Marks was born in Birmingham, England, where he graduated from Mason Science College (which later became the University of Birmingham) in 1892 with a bachelor of science degree. He received a fellowship to study at the Cornell University, New York, United States. In 1894, he became professor of mechanical engineering at Harvard University and retired in 1940. In the early 1900s he was also professor at the Massachusetts Institute of Technology.
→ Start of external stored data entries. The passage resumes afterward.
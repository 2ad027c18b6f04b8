//! Bulwark Backup System
//!
//! Integrity-verified backup copies with an atomically published session
//! manifest.
//!
//! # Core Concepts
//!
//! - [`IntegrityHash`]: sha256 digest recorded per copy
//! - [`BackupExecutor`]: sequential copy + verify + record runner
//! - [`Manifest`]: append-once session record, published via temp + rename
//! - [`BackupKey`]: copy naming strategy (path-hash default, historical
//!   priority/filename kept for compatibility)

#![warn(unreachable_pub)]
#![allow(missing_docs)]

// Core modules
pub mod executor;
pub mod integrity;
pub mod manifest;

// Re-exports for convenience
pub use executor::{BackupError, BackupExecutor, BackupKey, BackupReport, CopyError};
pub use integrity::{IntegrityHash, ParseHashError};
pub use manifest::{BackupRecord, Manifest, ManifestError};

/// Version of this crate
pub const VERSION: &str = env!("CARGO_PKG_VERSION");
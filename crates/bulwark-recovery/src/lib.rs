//! Bulwark Recovery System
//!
//! Everything that reasons about recovering from disaster:
//!
//! - [`plan`]: phased recovery plan synthesis from scenario time objectives
//! - [`readiness`]: weighted composite readiness scoring
//! - [`tester`]: the procedure self-check battery
//!
//! All three are read-only consumers of completed backup artifacts; none of
//! them ever observes a partially written manifest.

#![warn(unreachable_pub)]
#![allow(missing_docs)]

// Core modules
pub mod plan;
pub mod readiness;
pub mod tester;

// Re-exports for convenience
pub use plan::{
    generate, standard_scenarios, write, PlanPhase, PlanWriteError, RecoveryPlan, Scenario,
    ASSESSMENT_PHASE_HOURS, COMPLETION_SHARE, RESTORATION_SHARE, VALIDATION_SHARE,
};
pub use readiness::{
    count_procedure_documents, count_tested_scenarios, ReadinessAssessor, ReadinessMetrics,
    ReadinessWeights, SaturationTargets, WeightError, WorkspaceObservation,
};
pub use tester::{
    results_file_name, write_results, ProcedureTester, ResultsWriteError, TestExecutionError,
    TestResult, TestStatus, TesterConfig,
};

/// Version of this crate
pub const VERSION: &str = env!("CARGO_PKG_VERSION");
On 21 June 1906 he married Josephine Preston Peabody, an American poet and dramatist. They had a daughter, Alison Peabody Marks (30 July 1908 – 7 April 2008), and a son, Lionel Peabody Marks (10 February 1910 – 25 January 1984).

Marks died of a heart attack in Providence, Rhode Island, aged 83.

==Publications==
His most famous work is Marks' Standard Handbook for Mechanical Engineers, originally based on the German Hütte, was first published in 1916 as Mechanical Engineer's Handbook and contained 1836 pages. Its latest edition (11th, 2006) was compiled by 160 authors and comprised 1800 pages .

His other books include
- Lionel S. Marks (1910). "Tables and Diagrams of the Thermal Properties of Saturated and Superheated Steam"
- Lionel Simeon Marks and Samuel S. Wyer (1913). "Gas Engines and Producers: A Treatise on the Modern Development of the Internal-combustion Motor and of Efficient Methods of Fuel Economy and Power Production"
- Lionel Simeon Marks (2009). "The Airplane Engine"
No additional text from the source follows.